Moore is the 1994 World Series of Poker $5000 Seven Card Stud World Champion and has placed in the money 15 times. Along with his three runner-up finishes, he has been in the money in the championship event three times. WSOP lifetime money earnings: $400,378.


Stu Ungar, 2001
When anyone talks about the greatest poker players of all time, Stu Ungar's name will surface immediately. He is considered by many to have been the greatest No Limit Hold'em player of all time.

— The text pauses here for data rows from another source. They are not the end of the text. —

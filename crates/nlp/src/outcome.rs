use std::fmt;
use std::time::Duration;

use thiserror::Error;

/// Why the solver stopped.
#[derive(Debug, Clone, Copy, PartialEq, Eq)]
pub enum TerminationReason {
    Converged,
    /// Stopped at the looser acceptable tolerances.
    ConvergedAcceptable,
    MaxIterations,
    TimeLimit,
    Cancelled,
    /// Converged to a stationary point of the constraint violation that is not feasible.
    LocallyInfeasible,
    /// Non-finite values or unrecoverable factorization failure.
    NumericalBreakdown,
}

impl TerminationReason {
    pub fn is_success(self) -> bool {
        matches!(
            self,
            TerminationReason::Converged | TerminationReason::ConvergedAcceptable
        )
    }
}

impl fmt::Display for TerminationReason {
    fn fmt(&self, f: &mut fmt::Formatter<'_>) -> fmt::Result {
        let label = match self {
            TerminationReason::Converged => "converged",
            TerminationReason::ConvergedAcceptable => "converged to acceptable level",
            TerminationReason::MaxIterations => "maximum iterations reached",
            TerminationReason::TimeLimit => "time limit reached",
            TerminationReason::Cancelled => "cancelled",
            TerminationReason::LocallyInfeasible => "locally infeasible",
            TerminationReason::NumericalBreakdown => "numerical breakdown",
        };
        f.write_str(label)
    }
}

/// Final iterate and diagnostics, returned for every termination reason.
#[derive(Debug, Clone)]
pub struct NlpOutcome {
    pub reason: TerminationReason,
    /// Last accepted primal point in problem units.
    pub x: Vec<f64>,
    /// Constraint multipliers in problem units.
    pub lambda: Vec<f64>,
    pub objective: f64,
    /// Constraint values at `x`.
    pub constraints: Vec<f64>,
    /// Largest bound or row violation at `x`, unscaled.
    pub max_violation: f64,
    /// Scaled dual infeasibility at `x`.
    pub dual_infeasibility: f64,
    pub iterations: usize,
    pub elapsed: Duration,
}

/// Problems rejected before iterating.
#[derive(Debug, Error, PartialEq)]
pub enum NlpError {
    #[error("invalid solver option: {0}")]
    InvalidOption(&'static str),
    #[error("variable {index} has lower bound {lower} above upper bound {upper}")]
    InvalidVariableBounds { index: usize, lower: f64, upper: f64 },
    #[error("constraint {index} has lower bound {lower} above upper bound {upper}")]
    InvalidConstraintBounds { index: usize, lower: f64, upper: f64 },
    #[error("variable {0} appears in more than one Hessian block")]
    OverlappingHessianBlocks(usize),
    #[error("index {index} out of range for {what}")]
    IndexOutOfRange { what: &'static str, index: usize },
    #[error("scaling factor for {what} {index} must be positive and finite")]
    InvalidScaling { what: &'static str, index: usize },
}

Ungar was a three-time World Champion (with five WSOP bracelets). He won ten major No Limit Hold'em championship events (in which the buy-ins were $5,000 or higher). Amazingly, Ungar only played in about 30 of these championship events in his lifetime.


Lyle Berman, 2002
Berman prefers high-stakes cash games to tournaments, titlehough he has played in a few. He is a three-time winner at the World Series of Poker: Limit Omaha in '89, no-limit hold'em in '92, and deuce-to-seven draw in '94). He finished second at the WSOP four times. In 1991, he won the $5,000 buy-in no-limit hold'em championship at the Hall of Fame Poker Classic. Berman doesn't play many tournaments and yet considering the number of events he has played, his record is worthy of the Hall of Fame.


Johnny Chan, 2002
Johnny Chan is used to being first. The winner of back-to-back World Championships in 1987 and 1988, Johnny was also first in money won all-time at the World Series of Poker in 2002.

He's also the first poker-playing movie star. It was Chan, shown trapping Erik Seidel, that Matt Damon idolized in the movie, Rounders.

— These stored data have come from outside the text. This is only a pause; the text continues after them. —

//! Rocket mass properties, propulsion and actuator limits.

use descent_core::constants::{G0, SURFACE_GRAVITY};
use serde::{Deserialize, Serialize};
use thiserror::Error;

/// Physical and actuator parameters of the landing vehicle.
///
/// All quantities are SI; angles are radians.
#[derive(Debug, Clone, PartialEq, Serialize, Deserialize)]
pub struct RocketParameters {
    pub dry_mass_kg: f64,
    pub propellant_mass_kg: f64,
    pub max_thrust_n: f64,
    /// Throttle floor of the main engine. Zero allows engine-off coasting.
    pub min_thrust_n: f64,
    pub max_gimbal_rad: f64,
    /// Upper bound on each RCS thruster's force.
    pub max_rcs_force_n: f64,
    /// Distance from centre of mass to main-engine gimbal point.
    pub engine_arm_m: f64,
    /// Distance from centre of mass to the RCS thruster pair.
    pub rcs_arm_m: f64,
    pub moment_of_inertia_kg_m2: f64,
    pub isp_s: f64,
    pub rcs_isp_s: f64,
    pub g0_m_s2: f64,
    pub gravity_m_s2: f64,
}

impl Default for RocketParameters {
    fn default() -> Self {
        let dry_mass_kg = 22_000.0;
        let height_m: f64 = 15.0;
        Self {
            dry_mass_kg,
            propellant_mass_kg: 6_000.0,
            max_thrust_n: 845_000.0,
            min_thrust_n: 0.0,
            max_gimbal_rad: 15f64.to_radians(),
            max_rcs_force_n: 5_000.0,
            engine_arm_m: 10.0,
            rcs_arm_m: 5.0,
            moment_of_inertia_kg_m2: (dry_mass_kg + 6_000.0) * height_m * height_m,
            isp_s: 282.0,
            rcs_isp_s: 200.0,
            g0_m_s2: G0,
            gravity_m_s2: SURFACE_GRAVITY,
        }
    }
}

/// Validation failures for vehicle parameters.
#[derive(Debug, Error, PartialEq)]
pub enum ParameterError {
    #[error("parameter '{name}' must be finite (got {value})")]
    NonFinite { name: &'static str, value: f64 },
    #[error("parameter '{name}' must be positive (got {value})")]
    NotPositive { name: &'static str, value: f64 },
    #[error("parameter '{name}' must not be negative (got {value})")]
    Negative { name: &'static str, value: f64 },
    #[error("minimum thrust {min} exceeds maximum thrust {max}")]
    ThrottleRange { min: f64, max: f64 },
}

impl RocketParameters {
    /// Total mass at ignition.
    pub fn wet_mass_kg(&self) -> f64 {
        self.dry_mass_kg + self.propellant_mass_kg
    }

    /// Main-engine effective exhaust velocity.
    pub fn exhaust_velocity(&self) -> f64 {
        self.isp_s * self.g0_m_s2
    }

    pub fn rcs_exhaust_velocity(&self) -> f64 {
        self.rcs_isp_s * self.g0_m_s2
    }

    /// Thrust needed to hold a vehicle of mass `mass_kg` stationary.
    pub fn hover_thrust(&self, mass_kg: f64) -> f64 {
        mass_kg * self.gravity_m_s2
    }

    /// Thrust-to-weight ratio at the given mass.
    pub fn thrust_to_weight(&self, mass_kg: f64) -> f64 {
        if self.gravity_m_s2 <= 0.0 {
            return f64::INFINITY;
        }
        self.max_thrust_n / (mass_kg * self.gravity_m_s2)
    }

    /// Check every field for the preconditions the transcription relies on.
    pub fn validate(&self) -> Result<(), ParameterError> {
        let fields: [(&'static str, f64); 13] = [
            ("dry_mass_kg", self.dry_mass_kg),
            ("propellant_mass_kg", self.propellant_mass_kg),
            ("max_thrust_n", self.max_thrust_n),
            ("min_thrust_n", self.min_thrust_n),
            ("max_gimbal_rad", self.max_gimbal_rad),
            ("max_rcs_force_n", self.max_rcs_force_n),
            ("engine_arm_m", self.engine_arm_m),
            ("rcs_arm_m", self.rcs_arm_m),
            ("moment_of_inertia_kg_m2", self.moment_of_inertia_kg_m2),
            ("isp_s", self.isp_s),
            ("rcs_isp_s", self.rcs_isp_s),
            ("g0_m_s2", self.g0_m_s2),
            ("gravity_m_s2", self.gravity_m_s2),
        ];
        for (name, value) in fields {
            if !value.is_finite() {
                return Err(ParameterError::NonFinite { name, value });
            }
        }

        for (name, value) in [
            ("dry_mass_kg", self.dry_mass_kg),
            ("max_thrust_n", self.max_thrust_n),
            ("moment_of_inertia_kg_m2", self.moment_of_inertia_kg_m2),
            ("isp_s", self.isp_s),
            ("rcs_isp_s", self.rcs_isp_s),
            ("g0_m_s2", self.g0_m_s2),
        ] {
            if value <= 0.0 {
                return Err(ParameterError::NotPositive { name, value });
            }
        }

        for (name, value) in [
            ("propellant_mass_kg", self.propellant_mass_kg),
            ("min_thrust_n", self.min_thrust_n),
            ("max_gimbal_rad", self.max_gimbal_rad),
            ("max_rcs_force_n", self.max_rcs_force_n),
            ("engine_arm_m", self.engine_arm_m),
            ("rcs_arm_m", self.rcs_arm_m),
            ("gravity_m_s2", self.gravity_m_s2),
        ] {
            if value < 0.0 {
                return Err(ParameterError::Negative { name, value });
            }
        }

        if self.min_thrust_n > self.max_thrust_n {
            return Err(ParameterError::ThrottleRange {
                min: self.min_thrust_n,
                max: self.max_thrust_n,
            });
        }
        Ok(())
    }

    /// Apply partial overrides on top of these parameters.
    pub fn with_overrides(&self, overrides: &RocketOverrides) -> Self {
        let mut out = self.clone();
        macro_rules! apply {
            ($($field:ident),* $(,)?) => {
                $(if let Some(v) = overrides.$field { out.$field = v; })*
            };
        }
        apply!(
            dry_mass_kg,
            propellant_mass_kg,
            max_thrust_n,
            min_thrust_n,
            max_gimbal_rad,
            max_rcs_force_n,
            engine_arm_m,
            rcs_arm_m,
            moment_of_inertia_kg_m2,
            isp_s,
            rcs_isp_s,
            g0_m_s2,
            gravity_m_s2,
        );
        out
    }
}

/// Optional per-field replacements, used by requests and vehicle catalogs.
#[derive(Debug, Clone, Default, PartialEq, Serialize, Deserialize)]
#[serde(default)]
pub struct RocketOverrides {
    pub dry_mass_kg: Option<f64>,
    pub propellant_mass_kg: Option<f64>,
    pub max_thrust_n: Option<f64>,
    pub min_thrust_n: Option<f64>,
    pub max_gimbal_rad: Option<f64>,
    pub max_rcs_force_n: Option<f64>,
    pub engine_arm_m: Option<f64>,
    pub rcs_arm_m: Option<f64>,
    pub moment_of_inertia_kg_m2: Option<f64>,
    pub isp_s: Option<f64>,
    pub rcs_isp_s: Option<f64>,
    pub g0_m_s2: Option<f64>,
    pub gravity_m_s2: Option<f64>,
}

#[cfg(test)]
mod tests {
    use super::*;

    #[test]
    fn default_vehicle_can_hover_at_ignition() {
        let params = RocketParameters::default();
        params.validate().unwrap();
        assert!(params.thrust_to_weight(params.wet_mass_kg()) > 1.0);
        assert_eq!(params.wet_mass_kg(), 28_000.0);
    }

    #[test]
    fn validate_rejects_zero_isp_and_nan() {
        let mut params = RocketParameters::default();
        params.isp_s = 0.0;
        assert!(matches!(
            params.validate(),
            Err(ParameterError::NotPositive { name: "isp_s", .. })
        ));

        let mut params = RocketParameters::default();
        params.max_thrust_n = f64::NAN;
        assert!(matches!(
            params.validate(),
            Err(ParameterError::NonFinite { name: "max_thrust_n", .. })
        ));
    }

    #[test]
    fn overrides_replace_only_named_fields() {
        let base = RocketParameters::default();
        let out = base.with_overrides(&RocketOverrides {
            max_thrust_n: Some(1.0e6),
            ..Default::default()
        });
        assert_eq!(out.max_thrust_n, 1.0e6);
        assert_eq!(out.dry_mass_kg, base.dry_mass_kg);
    }
}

It may come as a surprise to some that Johnny Chan wasn't in the Poker Hall of Fame sooner. It's not an oversight. It's because Johnny is still so young. Not yet 50 years old, Chan had unusual success very early. Always known as one of the finest No-Limit Hold'em players who ever lived, Johnny Chan qualified for the Hall of Fame because he is willing to take on all comers. Chan has played in the biggest games going for the last quarter century. Nicknamed by the pundits as "The Great Wall of China" and "The Orient Express" Johnny Chan is also one of the most approachable and well-liked of former World Champions.

Lyle Berman, fellow Hall of Fame 2002 Inductee, introduced Johnny before the start of the Championship Event. He reminded the audience that Chan started playing poker at the $2/$4 level. He cautioned all players that if they couldn't beat that game, they wouldn't be able to beat $10/$20 and above. So don't ask him for a stake.

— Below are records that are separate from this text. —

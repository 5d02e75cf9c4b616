//! Real-time learning feedback service.
//!
//! Keeps a bounded, newest-first log of learning events, runs pattern
//! heuristics when corrections arrive, and fans events out to observers.
//! One instance per user session; share it behind an `Arc`.

use std::collections::VecDeque;
use std::sync::{Arc, Mutex, MutexGuard, PoisonError};

use chrono::{DateTime, Duration, FixedOffset, Offset, Timelike, Utc};
use floq_core::config::LearningConfig;
use floq_core::constants::MAX_LEARNING_EVENTS;
use floq_core::types::{ComponentScores, Vibe};
use rustc_hash::FxHashSet;
use uuid::Uuid;

use crate::clock::{hours, saturating_sub, Clock, SystemClock};
use crate::detection::{detect_temporal, detect_venue, CorrectionSample, PatternFinding};
use crate::dispatcher::{EventDispatcher, LearningEventHandler, SubscriptionId};
use crate::narrative;
use crate::types::{
    EventDetail, LearningEvent, LearningEventKind, LearningFeedback, LearningStats, PatternType,
};

const STRONGEST_PATTERNS: usize = 3;
const RECENT_DISCOVERIES: usize = 3;
const GROWTH_WINDOW: usize = 5;

/// What one `record_correction` call produced.
#[derive(Debug, Clone, PartialEq)]
pub struct CorrectionOutcome {
    pub correction: LearningEvent,
    /// Pattern events the correction triggered, in emission order.
    pub patterns: Vec<LearningEvent>,
}

#[derive(Debug, Default)]
struct LogState {
    /// Newest first.
    events: VecDeque<LearningEvent>,
    total_corrections: u64,
}

pub struct RealTimeLearningFeedback {
    config: LearningConfig,
    clock: Arc<dyn Clock>,
    local_offset: FixedOffset,
    state: Mutex<LogState>,
    dispatcher: EventDispatcher,
}

impl RealTimeLearningFeedback {
    pub fn new(config: LearningConfig) -> Self {
        Self::with_clock(config, Arc::new(SystemClock))
    }

    pub fn with_defaults() -> Self {
        Self::new(LearningConfig::default())
    }

    /// `config.capacity` is clamped to `1..=MAX_LEARNING_EVENTS` even when
    /// the config was never validated.
    pub fn with_clock(mut config: LearningConfig, clock: Arc<dyn Clock>) -> Self {
        let capacity = config.capacity.clamp(1, MAX_LEARNING_EVENTS);
        if capacity != config.capacity {
            tracing::warn!(
                requested = config.capacity,
                capacity,
                "learning capacity out of range, clamped"
            );
            config.capacity = capacity;
        }
        Self {
            state: Mutex::new(LogState {
                events: VecDeque::with_capacity(capacity),
                total_corrections: 0,
            }),
            config,
            clock,
            local_offset: Utc.fix(),
            dispatcher: EventDispatcher::default(),
        }
    }

    /// Offset used to derive the user's local hour of day for corrections.
    pub fn with_local_offset(mut self, offset: FixedOffset) -> Self {
        self.local_offset = offset;
        self
    }

    pub fn config(&self) -> &LearningConfig {
        &self.config
    }

    // ---- observers ----

    pub fn subscribe(&self, handler: Arc<dyn LearningEventHandler>) -> SubscriptionId {
        self.dispatcher.subscribe(handler)
    }

    /// Returns false if the subscription was already gone.
    pub fn unsubscribe(&self, id: SubscriptionId) -> bool {
        self.dispatcher.unsubscribe(id)
    }

    pub fn subscriber_count(&self) -> usize {
        self.dispatcher.len()
    }

    // ---- recording ----

    /// Record a free-form event.
    pub fn record_event(
        &self,
        kind: LearningEventKind,
        description: impl Into<String>,
        impact: impl Into<String>,
        confidence: f64,
        metadata: Option<serde_json::Value>,
    ) -> LearningEvent {
        let event = self.build_event(
            kind,
            description.into(),
            impact.into(),
            confidence,
            EventDetail::None,
            metadata,
        );
        self.commit(event)
    }

    /// Record a user correcting the predicted vibe, then run pattern detection.
    pub fn record_correction(
        &self,
        predicted: Vibe,
        corrected: Vibe,
        components: &ComponentScores,
        learning_strength: f64,
    ) -> CorrectionOutcome {
        let components = components.clamped();
        let (dominant, _) = components.dominant();
        let now = self.clock.now();
        let hour_of_day = self.local_hour(now);
        let learning_strength = unit(learning_strength);

        let event = LearningEvent {
            id: Uuid::new_v4().to_string(),
            kind: LearningEventKind::Correction,
            timestamp: now,
            description: narrative::correction_description(predicted, corrected),
            impact: narrative::correction_impact(dominant, corrected),
            confidence: learning_strength,
            detail: EventDetail::Correction {
                predicted,
                corrected,
                components,
                learning_strength,
                dominant,
                hour_of_day,
            },
            metadata: None,
        };
        // Step 1: Commit the correction and snapshot the history it joined
        let (correction, history) = self.commit_with(event, correction_samples);

        // Step 2: Detect patterns against that history
        let latest = CorrectionSample {
            corrected,
            components,
            dominant,
            hour_of_day,
            timestamp: now,
        };
        let findings = [
            detect_temporal(&latest, &history, &self.config),
            detect_venue(&latest, &history, &self.config),
        ];

        let patterns: Vec<LearningEvent> = findings
            .into_iter()
            .flatten()
            .map(|finding| self.record_finding(finding))
            .collect();

        tracing::debug!(
            %predicted,
            %corrected,
            dominant = %dominant,
            hour_of_day,
            patterns = patterns.len(),
            "correction recorded"
        );

        CorrectionOutcome {
            correction,
            patterns,
        }
    }

    /// Record a pattern found elsewhere (e.g. a server-side analysis job).
    pub fn record_pattern_detection(
        &self,
        pattern_type: PatternType,
        description: impl Into<String>,
        confidence: f64,
        supporting_events: usize,
    ) -> LearningEvent {
        let description = description.into();
        let event = self.build_event(
            LearningEventKind::PatternDetected,
            description,
            narrative::pattern_impact(pattern_type.name()),
            confidence,
            EventDetail::Pattern {
                pattern_type,
                supporting_events,
            },
            None,
        );
        tracing::info!(pattern_type = %pattern_type, "learning pattern detected");
        self.commit(event)
    }

    pub fn record_confidence_boost(
        &self,
        source: impl Into<String>,
        old_confidence: f64,
        new_confidence: f64,
    ) -> LearningEvent {
        let source = source.into();
        let old_confidence = unit(old_confidence);
        let new_confidence = unit(new_confidence);
        let verb = if new_confidence >= old_confidence {
            "improved"
        } else {
            "dropped"
        };
        let event = self.build_event(
            LearningEventKind::ConfidenceBoost,
            format!("Confidence from {source} {verb}"),
            narrative::confidence_impact(&source, old_confidence, new_confidence),
            new_confidence,
            EventDetail::ConfidenceBoost {
                source,
                old_confidence,
                new_confidence,
            },
            None,
        );
        self.commit(event)
    }

    pub fn record_insight(
        &self,
        description: impl Into<String>,
        impact: impl Into<String>,
        confidence: f64,
    ) -> LearningEvent {
        self.record_event(LearningEventKind::Insight, description, impact, confidence, None)
    }

    // ---- reading ----

    /// Snapshot of the log for the UI.
    pub fn get_current_feedback(&self) -> LearningFeedback {
        let now = self.clock.now();
        let horizon = saturating_sub(now, hours(self.config.lookback_hours));
        let state = self.lock();

        let recent_events: Vec<LearningEvent> = state
            .events
            .iter()
            .take(self.config.recent_events)
            .cloned()
            .collect();

        let is_actively_learning = state
            .events
            .iter()
            .any(|e| e.is_correction() && e.timestamp >= horizon);

        let stats = LearningStats {
            total_corrections: state.total_corrections,
            strongest_patterns: strongest_patterns(&state.events),
            recent_discoveries: state
                .events
                .iter()
                .filter(|e| {
                    matches!(
                        e.kind,
                        LearningEventKind::PatternDetected | LearningEventKind::Insight
                    )
                })
                .filter(|e| e.timestamp >= horizon)
                .take(RECENT_DISCOVERIES)
                .map(|e| e.description.clone())
                .collect(),
            average_confidence_growth: average_confidence_growth(&state.events),
        };

        LearningFeedback {
            recent_events,
            is_actively_learning,
            next_milestone: narrative::next_milestone(
                state.total_corrections,
                &self.config.milestones,
            ),
            stats,
        }
    }

    /// All buffered events, newest first.
    pub fn events(&self) -> Vec<LearningEvent> {
        self.lock().events.iter().cloned().collect()
    }

    pub fn len(&self) -> usize {
        self.lock().events.len()
    }

    pub fn is_empty(&self) -> bool {
        self.lock().events.is_empty()
    }

    pub fn total_corrections(&self) -> u64 {
        self.lock().total_corrections
    }

    // ---- maintenance ----

    /// Drop events older than `max_age`. Returns how many were removed.
    ///
    /// The lifetime correction count is unaffected.
    pub fn cleanup_old_events(&self, max_age: Duration) -> usize {
        let cutoff = saturating_sub(self.clock.now(), max_age);
        let mut state = self.lock();
        let before = state.events.len();
        state.events.retain(|e| e.timestamp >= cutoff);
        let removed = before - state.events.len();
        if removed > 0 {
            tracing::debug!(removed, "expired learning events dropped");
        }
        removed
    }

    /// `cleanup_old_events` with the configured retention.
    pub fn cleanup_expired(&self) -> usize {
        let retention = Duration::try_days(self.config.retention_days).unwrap_or(Duration::MAX);
        self.cleanup_old_events(retention)
    }

    /// Clear the log and the lifetime correction count.
    pub fn reset(&self) {
        let mut state = self.lock();
        state.events.clear();
        state.total_corrections = 0;
    }

    // ---- internals ----

    fn lock(&self) -> MutexGuard<'_, LogState> {
        self.state.lock().unwrap_or_else(PoisonError::into_inner)
    }

    fn local_hour(&self, at: DateTime<Utc>) -> u32 {
        at.with_timezone(&self.local_offset).hour()
    }

    fn build_event(
        &self,
        kind: LearningEventKind,
        description: String,
        impact: String,
        confidence: f64,
        detail: EventDetail,
        metadata: Option<serde_json::Value>,
    ) -> LearningEvent {
        LearningEvent {
            id: Uuid::new_v4().to_string(),
            kind,
            timestamp: self.clock.now(),
            description,
            impact,
            confidence: unit(confidence),
            detail,
            metadata,
        }
    }

    /// Insert at the front, evict past capacity, then notify.
    fn commit(&self, event: LearningEvent) -> LearningEvent {
        self.commit_with(event, |_| ()).0
    }

    /// `commit`, also reading the log under the same lock as the insert.
    /// Observers run after the lock is released.
    fn commit_with<R>(
        &self,
        event: LearningEvent,
        read: impl FnOnce(&VecDeque<LearningEvent>) -> R,
    ) -> (LearningEvent, R) {
        let snapshot = {
            let mut state = self.lock();
            if event.is_correction() {
                state.total_corrections += 1;
            }
            state.events.push_front(event.clone());
            state.events.truncate(self.config.capacity);
            read(&state.events)
        };
        self.dispatcher.dispatch(&event);
        (event, snapshot)
    }

    fn record_finding(&self, finding: PatternFinding) -> LearningEvent {
        self.record_pattern_detection(
            finding.pattern_type,
            finding.description,
            finding.confidence,
            finding.supporting_events,
        )
    }
}

impl Default for RealTimeLearningFeedback {
    fn default() -> Self {
        Self::with_defaults()
    }
}

impl std::fmt::Debug for RealTimeLearningFeedback {
    fn fmt(&self, f: &mut std::fmt::Formatter<'_>) -> std::fmt::Result {
        f.debug_struct("RealTimeLearningFeedback")
            .field("config", &self.config)
            .field("local_offset", &self.local_offset)
            .field("events", &self.len())
            .field("dispatcher", &self.dispatcher)
            .finish()
    }
}

fn unit(value: f64) -> f64 {
    if value.is_finite() {
        value.clamp(0.0, 1.0)
    } else {
        0.5
    }
}

fn correction_samples(events: &VecDeque<LearningEvent>) -> Vec<CorrectionSample> {
    events
        .iter()
        .filter_map(|e| match &e.detail {
            EventDetail::Correction {
                corrected,
                components,
                dominant,
                hour_of_day,
                ..
            } => Some(CorrectionSample {
                corrected: *corrected,
                components: *components,
                dominant: *dominant,
                hour_of_day: *hour_of_day,
                timestamp: e.timestamp,
            }),
            _ => None,
        })
        .collect()
}

fn strongest_patterns(events: &VecDeque<LearningEvent>) -> Vec<String> {
    let mut patterns: Vec<&LearningEvent> = events
        .iter()
        .filter(|e| e.kind == LearningEventKind::PatternDetected)
        .collect();
    // Stable sort keeps newer events first among equal confidences.
    patterns.sort_by(|a, b| b.confidence.total_cmp(&a.confidence));

    let mut seen = FxHashSet::default();
    patterns
        .into_iter()
        .filter(|e| seen.insert(e.description.as_str()))
        .take(STRONGEST_PATTERNS)
        .map(|e| e.description.clone())
        .collect()
}

fn average_confidence_growth(events: &VecDeque<LearningEvent>) -> f64 {
    let deltas: Vec<f64> = events
        .iter()
        .filter_map(|e| match e.detail {
            EventDetail::ConfidenceBoost {
                old_confidence,
                new_confidence,
                ..
            } => Some(new_confidence - old_confidence),
            _ => None,
        })
        .take(GROWTH_WINDOW)
        .collect();
    if deltas.is_empty() {
        0.0
    } else {
        deltas.iter().sum::<f64>() / deltas.len() as f64
    }
}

Johnny thanked Lyle for the introduction and the Hall of Fame for the "honor." Then he told the dealers, "Shuffle up and deal."

Bobby Baldwin, 2003

Recognized as the man who helped bring class to poker, Bobby Baldwin is one of Vegas's top Chief Executive Officers and poker's biggest friend. The 1978 WSOP of Poker Champion, Bobby is also honored for is his world class playing skills, willingness to take enormous risks, and his ability to come out on top time after time.

Berry Johnston, 2004

The 1986 World Series of Poker Champion, Berry Johnston is also recognized for being the man with the most all time cashes in 2004. He's made at least one cash every year since 1982.